Dev_In[50000], Dev_In[99999] is not cached, but access time is very fast!! just, i used 1 variable....

SO.. My question is that gpu cycle == gpu clock ?

and In result1, result2, result3 why memory access time is very fast in result3?

1
Your compiler might optimize the codes. Namely, because you do not use Global1 in any place, your compiler might not read it all. Try to use the Global1 before reading the next value from memory.phoad
The value returned by clock() should be at the value specified by the device attribute CU_DEVICE_ATTRIBUTE_CLOCK_RATE. The clock() value is in cycles and it is not fixed frequency. During the execution of a kernel the frequency is fixed on 2.x and older devices. On 3.x devices the clock rate will very with power management and thermal management.Greg Smith
Are you running these three kernels on the same CUDA context during the same execution of a process or are you launching the process 3 times?
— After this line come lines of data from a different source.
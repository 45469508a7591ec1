//! 一覧画面の検索セッション
//!
//! 入力（検索語・フィルタ）をワーカースレッドで受け、次の規則で Store の `fetch_all` を発行する。
//!
//! - 検索語は入力が 300ms（設定可）途切れてから採用する
//! - 直前に採用した検索語と同じなら発行しない
//! - フィルタの変更は待たずに即発行する（検索語は最後に採用したものを使う）
//! - 新しい発行は前の発行を無効にする。結果は最新の発行のものだけ描画する
//! - ローディング表示は発行で点き、最新の発行が解決したら消える
//! - close（または drop）後は何も描画しない

use crate::domain::{FavoriteFilter, Recipe, RecipeQuery};
use crate::ports::outbound::ListView;
use crate::usecase::store::{RecipeStore, Resolution};
use common::cancel::CancelToken;
use common::error::Error;
use common::ports::outbound::{emit, Log, LogLevel, LogRecord};
use std::sync::mpsc::{self, Receiver, RecvTimeoutError, Sender};
use std::sync::{Arc, Condvar, Mutex, MutexGuard};
use std::thread::{self, JoinHandle};
use std::time::{Duration, Instant};

enum Input {
    Text(String),
    Filter(FavoriteFilter),
    /// 待機中の検索語を今すぐ採用し、採用したら ack を返す
    Flush(Sender<()>),
}

#[derive(Debug, Default)]
struct Slot {
    latest: u64,
    loading: bool,
}

/// 発行と描画。描画は slot のロック内で行い、古い結果が新しい結果を上書きしないようにする。
struct Dispatcher {
    store: Arc<RecipeStore>,
    view: Arc<dyn ListView>,
    log: Arc<dyn Log>,
    cancel: CancelToken,
    slot: Mutex<Slot>,
    idle: Condvar,
}

impl Dispatcher {
    fn slot(&self) -> MutexGuard<'_, Slot> {
        self.slot.lock().unwrap_or_else(|e| e.into_inner())
    }

    fn record(&self, rec: LogRecord) {
        emit(self.log.as_ref(), rec.layer("usecase").kind("search"));
    }

    fn render(&self, what: &str, result: anyhow::Result<()>) {
        if let Err(e) = result {
            self.record(
                LogRecord::new(LogLevel::Warn, "view update failed")
                    .field("what", what)
                    .field("error", e.to_string()),
            );
        }
    }

    fn issue(self: &Arc<Self>, query: RecipeQuery) {
        if self.cancel.is_cancelled() {
            return;
        }
        // Store のチケットは取得スレッドではなくここで、発行順に取る
        let (generation, ticket) = {
            let mut slot = self.slot();
            slot.latest += 1;
            let ticket = self.store.reserve_list();
            if !slot.loading {
                slot.loading = true;
                self.render("loading", self.view.set_loading(true));
            }
            (slot.latest, ticket)
        };
        self.record(
            LogRecord::new(LogLevel::Debug, "search issued")
                .field("q", query.search_text().unwrap_or(""))
                .field("filter", query.favorite.as_str())
                .field("generation", generation),
        );

        let this = Arc::clone(self);
        thread::spawn(move || {
            let result = this.store.fetch_reserved(ticket, &query);
            this.deliver(generation, &query, result);
        });
    }

    fn deliver(&self, generation: u64, query: &RecipeQuery, result: Result<Resolution<Vec<Recipe>>, Error>) {
        let mut slot = self.slot();
        if self.cancel.is_cancelled() || slot.latest != generation {
            drop(slot);
            self.record(LogRecord::new(LogLevel::Debug, "search result dropped").field("generation", generation));
            return;
        }
        match result {
            Ok(Resolution::Applied(recipes)) => self.render("recipes", self.view.show_recipes(query, &recipes)),
            // 同じ Store を使う別の呼び出しに追い越された。キャッシュはそちらの結果。
            Ok(Resolution::Superseded) => {}
            Err(e) => self.render("error", self.view.show_error(query, &e)),
        }
        slot.loading = false;
        self.render("loading", self.view.set_loading(false));
        self.idle.notify_all();
    }

    fn wait_idle(&self, timeout: Duration) -> bool {
        let slot = self.slot();
        let (slot, _) = self
            .idle
            .wait_timeout_while(slot, timeout, |s| s.loading && !self.cancel.is_cancelled())
            .unwrap_or_else(|e| e.into_inner());
        !slot.loading
    }
}

/// 一覧画面 1 つ分の検索セッション
pub struct SearchSession {
    tx: Option<Sender<Input>>,
    dispatcher: Arc<Dispatcher>,
    worker: Option<JoinHandle<()>>,
}

impl SearchSession {
    /// 開始時に検索語なし + `filter` で 1 回取得する
    pub fn start(
        store: Arc<RecipeStore>,
        view: Arc<dyn ListView>,
        log: Arc<dyn Log>,
        filter: FavoriteFilter,
        debounce: Duration,
    ) -> Self {
        let (tx, rx) = mpsc::channel();
        let dispatcher = Arc::new(Dispatcher {
            store,
            view,
            log,
            cancel: CancelToken::new(),
            slot: Mutex::new(Slot::default()),
            idle: Condvar::new(),
        });
        let worker_dispatcher = Arc::clone(&dispatcher);
        let worker = thread::spawn(move || run_worker(rx, worker_dispatcher, filter, debounce));
        Self {
            tx: Some(tx),
            dispatcher,
            worker: Some(worker),
        }
    }

    fn send(&self, input: Input) {
        if let Some(tx) = &self.tx {
            let _ = tx.send(input);
        }
    }

    pub fn set_text(&self, text: impl Into<String>) {
        self.send(Input::Text(text.into()));
    }

    pub fn set_filter(&self, filter: FavoriteFilter) {
        self.send(Input::Filter(filter));
    }

    /// 入力が途切れたものとして待機中の検索語を採用し、最新の取得が解決するまで待つ
    ///
    /// 時間内に解決したら true。
    pub fn settle(&self, timeout: Duration) -> bool {
        let (ack_tx, ack_rx) = mpsc::channel();
        self.send(Input::Flush(ack_tx));
        if ack_rx.recv_timeout(timeout).is_err() {
            return false;
        }
        self.dispatcher.wait_idle(timeout)
    }

    pub fn is_loading(&self) -> bool {
        self.dispatcher.slot().loading
    }

    /// 以降に届く結果は描画しない。取得中のリクエスト自体は止めない。
    pub fn close(mut self) {
        self.shutdown();
    }

    fn shutdown(&mut self) {
        self.dispatcher.cancel.cancel();
        self.dispatcher.idle.notify_all();
        self.tx.take();
        if let Some(worker) = self.worker.take() {
            let _ = worker.join();
        }
    }
}

impl Drop for SearchSession {
    fn drop(&mut self) {
        self.shutdown();
    }
}

fn run_worker(rx: Receiver<Input>, dispatcher: Arc<Dispatcher>, mut filter: FavoriteFilter, debounce: Duration) {
    let mut acted_text = String::new();
    let mut pending: Option<(String, Instant)> = None;

    dispatcher.issue(RecipeQuery::new(acted_text.clone(), filter));

    loop {
        if dispatcher.cancel.is_cancelled() {
            break;
        }
        let input = match &pending {
            Some((_, deadline)) => {
                let wait = deadline.saturating_duration_since(Instant::now());
                match rx.recv_timeout(wait) {
                    Ok(input) => Some(input),
                    Err(RecvTimeoutError::Timeout) => None,
                    Err(RecvTimeoutError::Disconnected) => break,
                }
            }
            None => match rx.recv() {
                Ok(input) => Some(input),
                Err(_) => break,
            },
        };

        match input {
            Some(Input::Text(text)) => pending = Some((text, Instant::now() + debounce)),
            Some(Input::Filter(next)) => {
                if next != filter {
                    filter = next;
                    dispatcher.issue(RecipeQuery::new(acted_text.clone(), filter));
                }
            }
            Some(Input::Flush(ack)) => {
                if let Some((text, _)) = pending.take() {
                    adopt(&dispatcher, &mut acted_text, text, filter);
                }
                let _ = ack.send(());
            }
            // 静止期間が明けた
            None => {
                if let Some((text, _)) = pending.take() {
                    adopt(&dispatcher, &mut acted_text, text, filter);
                }
            }
        }
    }
}

fn adopt(dispatcher: &Arc<Dispatcher>, acted_text: &mut String, text: String, filter: FavoriteFilter) {
    if text == *acted_text {
        return;
    }
    *acted_text = text;
    dispatcher.issue(RecipeQuery::new(acted_text.clone(), filter));
}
If the former then running kernel2 then kernel3 with the same device memory will likely result in the value be cached in L2 which would account for the significantly lower elapse time. When using clock() you should verify that the SASS (assembly code, not PTX) has the correct instruction sequence. It is very common for the compiler to move or eliminate calls to clock(). I would recommend inserting a threadfence() after cuPrintf to flush the LSU unit.Greg Smith

1 Answers

1
votes

For the reason stated by @phoad your evaluations are not valid. After memory access and before clock-stop you should reuse the memory read value to make instruction dependency to the outstanding load. Otherwise, GPU issues independent instructions one after the other and the clock-end get executed immediately after clock-start and the load. I suggest you to try the microbenchmarking suit prepared by Henry Wong at here. Using this suit you can retrieve various microarchitecture details including memory access latency. If you only need memory latency, it is easier to try CUDA latency which is developed by Sylvain Collange.